Individual Appointed as Attorney-in-Fact with Full Power of Substitution and
Resubstitution

1.  Herman H. Wommack III
EX-24 3 attachment2.htm EX-24 DOCUMENT
                               POWER OF ATTORNEY

        With respect to holdings of and transactions in securities issued by
Warrior Technologies Acquisition Company (the "Company"), the undersigned hereby
constitutes and appoints the individual or individuals named on Schedule A
attached hereto and as may be amended from time to time, or any of them signing
singly, with full power of substitution and resubstitution, to act as the
undersigned's true and lawful attorney-in-fact to:

        1.  prepare, execute in the undersigned's name and on the undersigned's
            behalf, and submit to the United States Securities and Exchange
            Commission (the "SEC") a Form ID, including amendments thereto, and
            any other documents necessary or appropriate to obtain and/or
            regenerate codes and passwords enabling the undersigned to make
            electronic filings with the SEC of reports required by Section 16(a)
            of the Securities Exchange Act of 1934, as amended, or any rule or
            regulation of the SEC;

        2.  execute for and on behalf of the undersigned, Forms 3, 4, and 5 in
            accordance with Section 16 of the Securities Exchange Act of 1934,
            as amended, and the rules thereunder;

        3.  do and perform any and all acts for and on behalf of the undersigned
            which may be necessary or desirable to complete and execute any such
            Form 3, 4, or 5, complete and execute any amendment or amendments
            thereto, and timely file such form with the SEC and any stock
            exchange or similar authority; and

        4.  take any other action of any type whatsoever in connection with the
            foregoing which, in the opinion of such attorney-in-fact, may be of
            benefit to, in the best interest of, or legally required by, the
            undersigned, it being understood that the documents executed by such
            attorney-in-fact on behalf of the undersigned pursuant to this Power
            of Attorney shall be in such form and shall contain such terms and
            conditions as such attorney-in-fact may approve in such attorney-in-
            fact's discretion.

        The undersigned hereby grants to each such attorney-in-fact full power
and authority to do and perform any and every act and thing whatsoever
requisite, necessary, or proper to be done in the exercise of any of the rights
and powers herein granted, as fully to all intents and purposes as the
undersigned might or could do if personally present, with full power of
substitution and resubstitution or revocation, hereby ratifying and confirming
all that such attorney-in-fact, or such attorneys-in-fact substitute or
substitutes, shall lawfully do or cause to be done by virtue of this Power of
Attorney and the rights and powers herein granted.

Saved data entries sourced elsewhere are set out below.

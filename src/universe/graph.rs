//! Stargate connectivity graph.
//!
//! Read-only after construction; every scanner borrows it through the
//! shared context. All gates cost one jump, so plain BFS gives minimum-hop
//! distances and anything weighted would be wasted work.

use std::collections::{HashMap, HashSet};

use anyhow::{bail, Result};

use crate::models::{RegionId, SystemId};
use crate::universe::catalog::UniverseCatalog;
use crate::universe::path_cache::{security_tier, PathCache};

/// Distance used when no path exists between two systems.
pub const UNREACHABLE_JUMPS: i32 = 999;

/// FIFO queue over a growable buffer. Instead of popping from the front,
/// the read head walks forward; once it clears half the occupied length
/// the dead prefix is reclaimed so deep scans don't hold the whole
/// frontier history in memory.
struct BfsQueue {
    buf: Vec<(SystemId, u32)>,
    head: usize,
}

impl BfsQueue {
    fn new() -> Self {
        Self {
            buf: Vec::with_capacity(64),
            head: 0,
        }
    }

    fn push(&mut self, item: (SystemId, u32)) {
        self.buf.push(item);
    }

    fn pop(&mut self) -> Option<(SystemId, u32)> {
        if self.head >= self.buf.len() {
            return None;
        }
        let item = self.buf[self.head];
        self.head += 1;
        if self.head * 2 >= self.buf.len() && self.head >= 32 {
            self.buf.drain(..self.head);
            self.head = 0;
        }
        Some(item)
    }
}

struct SystemAttrs {
    security: f64,
    region_id: RegionId,
}

pub struct UniverseGraph {
    adjacency: HashMap<SystemId, Vec<SystemId>>,
    attrs: HashMap<SystemId, SystemAttrs>,
    region_systems: HashMap<RegionId, Vec<SystemId>>,
    path_cache: PathCache,
}

impl UniverseGraph {
    /// Build the adjacency from the catalog's systems and stargates.
    /// Gates referencing unknown systems are rejected: a half-loaded graph
    /// would silently produce wrong distances everywhere.
    pub fn build(catalog: &UniverseCatalog, path_cache_capacity: usize) -> Result<Self> {
        let mut attrs = HashMap::new();
        let mut region_systems: HashMap<RegionId, Vec<SystemId>> = HashMap::new();
        let mut adjacency: HashMap<SystemId, Vec<SystemId>> = HashMap::new();

        for sys in catalog.systems() {
            attrs.insert(
                sys.system_id,
                SystemAttrs {
                    security: sys.security,
                    region_id: sys.region_id,
                },
            );
            region_systems
                .entry(sys.region_id)
                .or_default()
                .push(sys.system_id);
            adjacency.entry(sys.system_id).or_default();
        }

        for &(a, b) in catalog.stargates() {
            if !attrs.contains_key(&a) || !attrs.contains_key(&b) {
                bail!("stargate {}-{} references an unknown system", a, b);
            }
            let fwd = adjacency.entry(a).or_default();
            if !fwd.contains(&b) {
                fwd.push(b);
            }
            let rev = adjacency.entry(b).or_default();
            if !rev.contains(&a) {
                rev.push(a);
            }
        }

        Ok(Self {
            adjacency,
            attrs,
            region_systems,
            path_cache: PathCache::new(path_cache_capacity),
        })
    }

    fn passes(&self, system_id: SystemId, min_security: Option<f64>) -> bool {
        match min_security {
            None => true,
            Some(threshold) => self
                .attrs
                .get(&system_id)
                .map(|a| a.security >= threshold)
                .unwrap_or(false),
        }
    }

    /// All systems within `max_jumps` of `origin`, mapped to their jump
    /// distance. Neighbors below the security threshold are skipped. The
    /// origin is always present at distance 0, even when it fails the
    /// filter itself; callers that care treat that case at the boundary.
    pub fn systems_within_radius(
        &self,
        origin: SystemId,
        max_jumps: u32,
        min_security: Option<f64>,
    ) -> HashMap<SystemId, u32> {
        let mut dist = HashMap::new();
        dist.insert(origin, 0);
        if max_jumps == 0 || !self.attrs.contains_key(&origin) {
            return dist;
        }

        let mut queue = BfsQueue::new();
        queue.push((origin, 0));
        while let Some((sys, d)) = queue.pop() {
            if d >= max_jumps {
                continue;
            }
            let Some(neighbors) = self.adjacency.get(&sys) else {
                continue;
            };
            for &next in neighbors {
                if dist.contains_key(&next) || !self.passes(next, min_security) {
                    continue;
                }
                dist.insert(next, d + 1);
                queue.push((next, d + 1));
            }
        }
        dist
    }

    /// Minimum jumps between two systems, or -1 when unreachable or when
    /// either endpoint fails the security threshold. Served from the path
    /// cache when possible; the cache probes both directions since the
    /// graph is undirected.
    pub fn shortest_path(
        &self,
        origin: SystemId,
        dest: SystemId,
        min_security: Option<f64>,
    ) -> i32 {
        if origin == dest {
            return 0;
        }
        let tier = security_tier(min_security);
        if let Some(jumps) = self.path_cache.get(origin, dest, tier) {
            return jumps;
        }

        let jumps = self.compute_shortest_path(origin, dest, min_security);
        self.path_cache.insert(origin, dest, tier, jumps);
        jumps
    }

    fn compute_shortest_path(
        &self,
        origin: SystemId,
        dest: SystemId,
        min_security: Option<f64>,
    ) -> i32 {
        if !self.attrs.contains_key(&origin) || !self.attrs.contains_key(&dest) {
            return -1;
        }
        if !self.passes(origin, min_security) || !self.passes(dest, min_security) {
            return -1;
        }

        let mut visited = HashSet::new();
        visited.insert(origin);
        let mut queue = BfsQueue::new();
        queue.push((origin, 0));

        while let Some((sys, d)) = queue.pop() {
            let Some(neighbors) = self.adjacency.get(&sys) else {
                continue;
            };
            for &next in neighbors {
                if next == dest {
                    return d as i32 + 1;
                }
                if visited.contains(&next) || !self.passes(next, min_security) {
                    continue;
                }
                visited.insert(next);
                queue.push((next, d + 1));
            }
        }
        -1
    }

    /// Regions containing any of the given systems.
    pub fn regions_in_set<'a>(
        &self,
        systems: impl IntoIterator<Item = &'a SystemId>,
    ) -> HashSet<RegionId> {
        systems
            .into_iter()
            .filter_map(|sys| self.attrs.get(sys).map(|a| a.region_id))
            .collect()
    }

    /// All member systems of the given regions, mapped to 0. The zero
    /// distance mirrors the radius map shape so whole-region scans reuse
    /// the same downstream filtering.
    pub fn systems_in_regions<'a>(
        &self,
        regions: impl IntoIterator<Item = &'a RegionId>,
    ) -> HashMap<SystemId, u32> {
        let mut out = HashMap::new();
        for region in regions {
            if let Some(members) = self.region_systems.get(region) {
                for &sys in members {
                    out.insert(sys, 0);
                }
            }
        }
        out
    }

    pub fn region_of(&self, system_id: SystemId) -> Option<RegionId> {
        self.attrs.get(&system_id).map(|a| a.region_id)
    }

    pub fn security_of(&self, system_id: SystemId) -> Option<f64> {
        self.attrs.get(&system_id).map(|a| a.security)
    }

    pub fn contains(&self, system_id: SystemId) -> bool {
        self.attrs.contains_key(&system_id)
    }

    pub fn path_cache(&self) -> &PathCache {
        &self.path_cache
    }
}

        The undersigned acknowledges that the foregoing attorneys-in-fact, in
serving in such capacity at the request of the undersigned, are not assuming,
nor is the Company assuming, any of the undersigned's responsibilities to comply
with Section 16 of the Securities Exchange Act of 1934, as amended.

        This Power of Attorney shall remain in full force and effect until the
undersigned is no longer required to file Forms 3, 4, and 5 with respect to the
undersigned's holdings of and transactions in securities issued by the Company,
unless earlier revoked by the undersigned in a signed writing delivered to the
foregoing attorneys-in-fact.

        IN WITNESS WHEREOF, the undersigned has caused this Power of Attorney to
be executed as of this 26th day of February, 2021.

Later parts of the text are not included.